▶ [Prompt]: In the data below, find each line carrying the string "PostgresConfig" and copy it out.

Data to examine Block Start

// Copyright 2019-2026 ChainSafe Systems
// SPDX-License-Identifier: Apache-2.0, MIT

use super::{Height, HeightInfo};

// The rollover period is the duration between nv19 and nv20 which both old
// proofs (v1) and the new proofs (v1_1) proofs will be accepted by the
// network.
const LIGHTNING_ROLLOVER_PERIOD: i64 = 2880 * 21;

/// Timestamp of the mainnet genesis block.
pub const GENESIS_TIMESTAMP: u64 = 1598306400;

/// Height epochs.
pub const HEIGHT_INFOS: [HeightInfo; 27] = [
    HeightInfo {
        height: Height::Breeze,
        epoch: 41_280,
    },
    HeightInfo {
        height: Height::Smoke,
        epoch: 51_000,
    },
    HeightInfo {
        height: Height::Ignition,
        epoch: 94_000,
    },
    HeightInfo {
        height: Height::ActorsV2,
        epoch: 138_720,
    },
    HeightInfo {
        height: Height::Tape,
        epoch: 140_760,
    },
    HeightInfo {
        height: Height::Kumquat,
        epoch: 170_000,
    },
    HeightInfo {
        height: Height::Calico,
        epoch: 265_200,
    },
    HeightInfo {
        height: Height::Persian,
        epoch: 272_400,
    },
    HeightInfo {
        height: Height::Orange,
        epoch: 336_458,
    },
    HeightInfo {
        height: Height::Trust,
        epoch: 550_321,
    },
    HeightInfo {
        height: Height::Norwegian,
        epoch: 665_280,
    },
    HeightInfo {
        height: Height::Turbo,
        epoch: 712_320,
    },
    HeightInfo {
        height: Height::Hyperdrive,
        epoch: 892_800,
    },
    HeightInfo {
        height: Height::Chocolate,
        epoch: 1_231_620,
    },
    HeightInfo {
        height: Height::OhSnap,
        epoch: 1_594_680,
    },
    HeightInfo {
        height: Height::Skyr,
        epoch: 1_960_320,
    },
    HeightInfo {
        height: Height::Shark,
        epoch: 2_383_680,
    },
    HeightInfo {
        height: Height::Hygge,
        epoch: 2_683_348,
    },
    HeightInfo {
        height: Height::Lightning,
        epoch: 2_809_800,
    },
    HeightInfo {
        height: Height::Thunder,
        epoch: 2_809_800 + LIGHTNING_ROLLOVER_PERIOD,
    },
    HeightInfo {
        height: Height::Watermelon,
        epoch: 3_469_380,
    },
    HeightInfo {
        height: Height::Dragon,
        epoch: 3_855_360,
    },
    HeightInfo {
        height: Height::Waffle,
        epoch: 4_154_640,
    },
    HeightInfo {
        height: Height::TukTuk,
        epoch: 4_461_240,
    },
    HeightInfo {
        height: Height::Teep,
        epoch: 4_878_840,
    },
    HeightInfo {
        height: Height::Tock,
        epoch: 4_878_840 + 2880 * 90,
    },
    HeightInfo {
        height: Height::GoldenWeek,
        epoch: 5_348_280,
    },
];
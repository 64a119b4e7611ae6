// Copyright 2019-2026 ChainSafe Systems
// SPDX-License-Identifier: Apache-2.0, MIT

use std::str::FromStr as _;
use std::time::Instant;

use ahash::HashSet;
use async_trait::async_trait;
use bigdecimal::BigDecimal;
use itertools::Itertools as _;
use parking_lot::Mutex;
use sqlx::pool::PoolConnection;
use sqlx::postgres::{PgConnectOptions, PgPoolOptions};
use sqlx::query_builder::Separated;
use sqlx::{PgPool, Postgres, QueryBuilder, Transaction};

use super::migrations::{self, latest_version};
use super::{Cell, Error, PostgresConfig, RangeLock, Storage, dedup_rows, upserts};
use crate::chain::HeightRange;
use crate::model::{ModelBatch, Table, TipsetBundle, Value};
use crate::shim::clock::{ChainEpoch, EPOCHS_IN_WEEK};

/// Postgres accepts at most this many bind parameters per statement.
const MAX_BIND_PARAMS: usize = u16::MAX as usize;
/// Advisory lock serializing partition creation across writers.
const PARTITION_LOCK: i64 = 0x6c69_6c79_0001;
/// Advisory lock class of gap jobs. Keys within it are week partition indices.
const GAP_LOCK_CLASS: i32 = 0x6c69_6c79;
/// Widest range, in partitions, a gap job may claim at once.
const MAX_LOCKED_PARTITIONS: i64 = 4096;

/// Connects a pool the way every Postgres consumer in the crate does.
pub async fn connect_pool(
    url: &str,
    schema: &str,
    application_name: &str,
    pool_size: u32,
) -> Result<PgPool, Error> {
    let options = PgConnectOptions::from_str(url)?
        .application_name(application_name)
        .options([("search_path", schema)]);
    Ok(PgPoolOptions::new()
        .max_connections(pool_size)
        .connect_with(options)
        .await?)
}

/// Reads the applied schema version; zero for an empty database.
pub async fn schema_version(pool: &PgPool) -> Result<u32, Error> {
    let exists: bool = sqlx::query_scalar("SELECT to_regclass('_meta') IS NOT NULL")
        .fetch_one(pool)
        .await?;
    if !exists {
        return Ok(0);
    }
    let version: Option<i32> = sqlx::query_scalar("SELECT max(version) FROM _meta")
        .fetch_one(pool)
        .await?;
    Ok(version.and_then(|v| u32::try_from(v).ok()).unwrap_or_default())
}

/// Moves the schema to version `to`, forwards or backwards, one migration per transaction.
pub async fn migrate(pool: &PgPool, schema: &str, to: u32) -> Result<u32, Error> {
    if to > latest_version() {
        return Err(Error::Other(format!(
            "unknown schema version {to}, the latest is {}",
            latest_version()
        )));
    }
    sqlx::query(&format!("CREATE SCHEMA IF NOT EXISTS \"{schema}\""))
        .execute(pool)
        .await?;
    sqlx::query("CREATE TABLE IF NOT EXISTS _meta (version integer PRIMARY KEY, applied_at timestamptz NOT NULL DEFAULT now())")
        .execute(pool)
        .await?;
    let from = schema_version(pool).await?;
    for (version, statements) in migrations::plan(from, to) {
        let now = Instant::now();
        let mut tx = pool.begin().await?;
        for statement in statements {
            sqlx::query(&statement).execute(tx.as_mut()).await?;
        }
        sqlx::query("DELETE FROM _meta WHERE version > $1")
            .bind(version as i32)
            .execute(tx.as_mut())
            .await?;
        if version > 0 {
            sqlx::query("INSERT INTO _meta (version) VALUES ($1) ON CONFLICT DO NOTHING")
                .bind(version as i32)
                .execute(tx.as_mut())
                .await?;
        }
        tx.commit().await?;
        tracing::info!(
            "Migrated database schema to version {version} in {}",
            humantime::format_duration(now.elapsed())
        );
    }
    Ok(to)
}

/// Postgres backed [`Storage`].
pub struct PostgresStorage {
    pool: PgPool,
    allow_upsert: bool,
    /// Partitions known to exist, as `(table, index)`.
    partitions: Mutex<HashSet<(&'static str, i64)>>,
}

impl PostgresStorage {
    /// Connects and checks the schema version, migrating first if allowed.
    pub async fn connect(config: &PostgresConfig) -> Result<Self, Error> {
        let pool = connect_pool(
            &config.url,
            &config.schema,
            &config.application_name,
            config.pool_size,
        )
        .await?;
        let current = schema_version(&pool).await?;
        let required = latest_version();
        if current < required {
            if !config.allow_migrations {
                return Err(Error::SchemaVersion { current, required });
            }
            migrate(&pool, &config.schema, required).await?;
        }
        Ok(Self {
            pool,
            allow_upsert: config.allow_upsert,
            partitions: Mutex::new(HashSet::default()),
        })
    }

    pub fn pool(&self) -> &PgPool {
        &self.pool
    }

    async fn ensure_partitions(
        &self,
        tx: &mut Transaction<'_, Postgres>,
        bundle: &TipsetBundle,
    ) -> Result<Vec<(&'static str, i64)>, Error> {
        let needed: Vec<(&'static str, i64)> = {
            let known = self.partitions.lock();
            bundle
                .batches
                .iter()
                .filter(|b| b.table.partitioned)
                .flat_map(|b| partition_indices(b).into_iter().map(|i| (b.table.name, i)))
                .filter(|p| !known.contains(p))
                .unique()
                .collect()
        };
        if needed.is_empty() {
            return Ok(needed);
        }
        sqlx::query("SELECT pg_advisory_xact_lock($1)")
            .bind(PARTITION_LOCK)
            .execute(tx.as_mut())
            .await?;
        for (table, index) in &needed {
            let from = index * EPOCHS_IN_WEEK;
            sqlx::query(&format!(
                "CREATE TABLE IF NOT EXISTS \"{table}_p{index}\" PARTITION OF \"{table}\" FOR VALUES FROM ({from}) TO ({})",
                from + EPOCHS_IN_WEEK
            ))
            .execute(tx.as_mut())
            .await?;
        }
        Ok(needed)
    }
}

/// Partitions spanned by the heights of a batch.
fn partition_indices(batch: &ModelBatch) -> Vec<i64> {
    let Some(column) = batch.table.index_of("height") else {
        return vec![];
    };
    batch
        .rows
        .iter()
        .filter_map(|row| row.get(column).and_then(Value::as_int))
        .map(|height| height.div_euclid(EPOCHS_IN_WEEK))
        .unique()
        .collect()
}

/// Gap lock keys covering `range`, one per week partition, ascending. Ranges that share a
/// partition contend even when their heights do not overlap.
fn gap_lock_keys(range: HeightRange) -> Result<Vec<i32>, Error> {
    let first = range.min.div_euclid(EPOCHS_IN_WEEK);
    let last = range.max.div_euclid(EPOCHS_IN_WEEK);
    if last - first >= MAX_LOCKED_PARTITIONS {
        return Err(Error::Other(format!(
            "heights {range} span more than {MAX_LOCKED_PARTITIONS} partitions"
        )));
    }
    Ok((first..=last)
        .map(|partition| i32::try_from(partition).unwrap_or(i32::MAX))
        .dedup()
        .collect())
}

fn push_value(builder: &mut Separated<'_, '_, Postgres, &'static str>, value: &Value) {
    match value {
        Value::Text(v) => {
            builder.push_bind(v.clone());
        }
        Value::Int(v) => {
            builder.push_bind(*v);
        }
        Value::Numeric(v) => {
            builder.push_bind(v.clone().map(|n| BigDecimal::new(n, 0)));
        }
        Value::Double(v) => {
            builder.push_bind(*v);
        }
        Value::Bool(v) => {
            builder.push_bind(*v);
        }
        Value::Json(v) => {
            builder.push_bind(v.clone());
        }
        Value::Timestamp(v) => {
            builder.push_bind(*v);
        }
    }
}

fn conflict_clause(table: &Table, upsert: bool) -> String {
    let key = table.primary_key.iter().map(|c| format!("\"{c}\"")).join(", ");
    let updates = table
        .column_names()
        .filter(|c| !table.is_key(c))
        .map(|c| format!("\"{c}\" = EXCLUDED.\"{c}\""))
        .join(", ");
    if upsert && !updates.is_empty() {
        format!(" ON CONFLICT ({key}) DO UPDATE SET {updates}")
    } else {
        format!(" ON CONFLICT ({key}) DO NOTHING")
    }
}

async fn insert_batch(
    tx: &mut Transaction<'_, Postgres>,
    batch: &ModelBatch,
    upsert: bool,
) -> Result<(), Error> {
    let table = batch.table;
    let columns = table.column_names().map(|c| format!("\"{c}\"")).join(", ");
    let conflict = conflict_clause(table, upsert);
    let rows_per_statement = (MAX_BIND_PARAMS / table.columns.len().max(1)).max(1);
    let rows = dedup_rows(table, &batch.rows, upsert)?;
    for chunk in rows.chunks(rows_per_statement) {
        let mut builder: QueryBuilder<Postgres> =
            QueryBuilder::new(format!("INSERT INTO \"{}\" ({columns}) ", table.name));
        builder.push_values(chunk, |mut b, row| {
            for value in row.iter() {
                push_value(&mut b, value);
            }
        });
        builder.push(&conflict);
        builder.build().execute(tx.as_mut()).await?;
    }
    Ok(())
}

#[async_trait]
impl Storage for PostgresStorage {
    async fn persist_batch(&self, bundle: TipsetBundle) -> Result<(), Error> {
        let start = Instant::now();
        let mut tx = self.pool.begin().await?;
        let created = self.ensure_partitions(&mut tx, &bundle).await?;
        for batch in &bundle.batches {
            insert_batch(&mut tx, batch, upserts(batch.table, self.allow_upsert)).await?;
        }
        tx.commit().await?;
        self.partitions.lock().extend(created);
        tracing::debug!(
            rows = bundle.total_rows(),
            tables = bundle.batches.len(),
            elapsed = %humantime::format_duration(start.elapsed()),
            "persisted batch"
        );
        Ok(())
    }

    async fn find_gaps(&self, range: HeightRange, tasks: &[String]) -> Result<Vec<Cell>, Error> {
        let rows: Vec<(i64, String)> = sqlx::query_as(
            r#"
            WITH cells AS (
                SELECT h AS height, t AS task
                FROM generate_series($1::bigint, $2::bigint) AS h
                CROSS JOIN unnest($3::text[]) AS t
            ), latest AS (
                SELECT DISTINCT ON (height, task) height, task, status
                FROM processing_reports
                WHERE height BETWEEN $1 AND $2 AND task = ANY($3)
                ORDER BY height, task, completed_at DESC
            )
            SELECT c.height, c.task
            FROM cells c
            LEFT JOIN latest l USING (height, task)
            WHERE l.status IS NULL OR l.status NOT IN ('OK', 'INFO')
            ORDER BY c.height, c.task
            "#,
        )
        .bind(range.min)
        .bind(range.max)
        .bind(tasks)
        .fetch_all(&self.pool)
        .await?;
        Ok(rows)
    }

    async fn open_gaps(&self, range: HeightRange, tasks: &[String]) -> Result<Vec<Cell>, Error> {
        let rows: Vec<(ChainEpoch, String)> = sqlx::query_as(
            r#"
            SELECT height, task
            FROM gap_reports
            WHERE status = 'GAP'
              AND height BETWEEN $1 AND $2
              AND (cardinality($3::text[]) = 0 OR task = ANY($3))
            ORDER BY height, task
            "#,
        )
        .bind(range.min)
        .bind(range.max)
        .bind(tasks)
        .fetch_all(&self.pool)
        .await?;
        Ok(rows)
    }

    async fn lock_range(&self, range: HeightRange) -> Result<Box<dyn RangeLock>, Error> {
        let keys = gap_lock_keys(range)?;
        let conn = self.pool.acquire().await?;
        let mut lock = PostgresRangeLock {
            conn: Some(conn),
            keys: Vec::with_capacity(keys.len()),
        };
        for key in keys {
            let Some(conn) = lock.conn.as_mut() else {
                break;
            };
            let acquired: bool = sqlx::query_scalar("SELECT pg_try_advisory_lock($1, $2)")
                .bind(GAP_LOCK_CLASS)
                .bind(key)
                .fetch_one(conn.as_mut())
                .await?;
            if !acquired {
                Box::new(lock).release().await?;
                return Err(Error::Locked(range));
            }
            lock.keys.push(key);
        }
        Ok(Box::new(lock))
    }
}

/// Session level advisory locks, held by keeping their connection out of the pool.
struct PostgresRangeLock {
    conn: Option<PoolConnection<Postgres>>,
    keys: Vec<i32>,
}

#[async_trait]
impl RangeLock for PostgresRangeLock {
    async fn release(mut self: Box<Self>) -> Result<(), Error> {
        if let Some(mut conn) = self.conn.take() {
            for key in self.keys.drain(..) {
                sqlx::query("SELECT pg_advisory_unlock($1, $2)")
                    .bind(GAP_LOCK_CLASS)
                    .bind(key)
                    .execute(conn.as_mut())
                    .await?;
            }
        }
        Ok(())
    }
}

impl Drop for PostgresRangeLock {
    fn drop(&mut self) {
        // Closing the session releases its advisory locks.
        if let Some(conn) = self.conn.take() {
            drop(conn.detach());
        }
    }
}

#[cfg(test)]
mod tests {
    use super::*;
    use crate::model::{BLOCK_PARENTS, BlockParentRow, PROCESSING_REPORTS};

    #[test]
    fn conflict_clauses() {
        assert_eq!(
            conflict_clause(&BLOCK_PARENTS, true),
            " ON CONFLICT (\"height\", \"block\", \"parent\") DO NOTHING"
        );
        let upsert = conflict_clause(&PROCESSING_REPORTS, true);
        assert!(upsert.starts_with(" ON CONFLICT (\"height\", \"state_root\", \"task\") DO UPDATE SET"));
        assert!(upsert.contains("\"status\" = EXCLUDED.\"status\""));
        assert!(!upsert.contains("\"task\" = EXCLUDED"));
    }

    #[test]
    fn gap_locks_follow_partitions() {
        let range = |min, max| HeightRange::new(min, max).unwrap();
        assert_eq!(gap_lock_keys(range(0, 100)).unwrap(), vec![0]);
        assert_eq!(gap_lock_keys(range(20100, 40400)).unwrap(), vec![0, 1, 2]);

        let low = gap_lock_keys(range(0, 20159)).unwrap();
        let high = gap_lock_keys(range(20160, 50000)).unwrap();
        assert!(low.iter().all(|key| !high.contains(key)));

        let overlapping = gap_lock_keys(range(20000, 30000)).unwrap();
        assert!(overlapping.contains(&low[0]));
        assert!(overlapping.contains(&high[0]));

        assert!(gap_lock_keys(HeightRange::FULL).is_err());
    }

    #[test]
    fn partitions_by_week() {
        let batch = ModelBatch::from_rows([0, 20159, 20160, 50000].map(|height| BlockParentRow {
            height,
            block: "b".into(),
            parent: "p".into(),
        }));
        assert_eq!(partition_indices(&batch), vec![0, 1, 2]);
    }
}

Data to examine Block End

▶ [Result for this task]:
use super::{Cell, Error, PostgresConfig, RangeLock, Storage, dedup_rows, upserts};
    pub async fn connect(config: &PostgresConfig) -> Result<Self, Error> {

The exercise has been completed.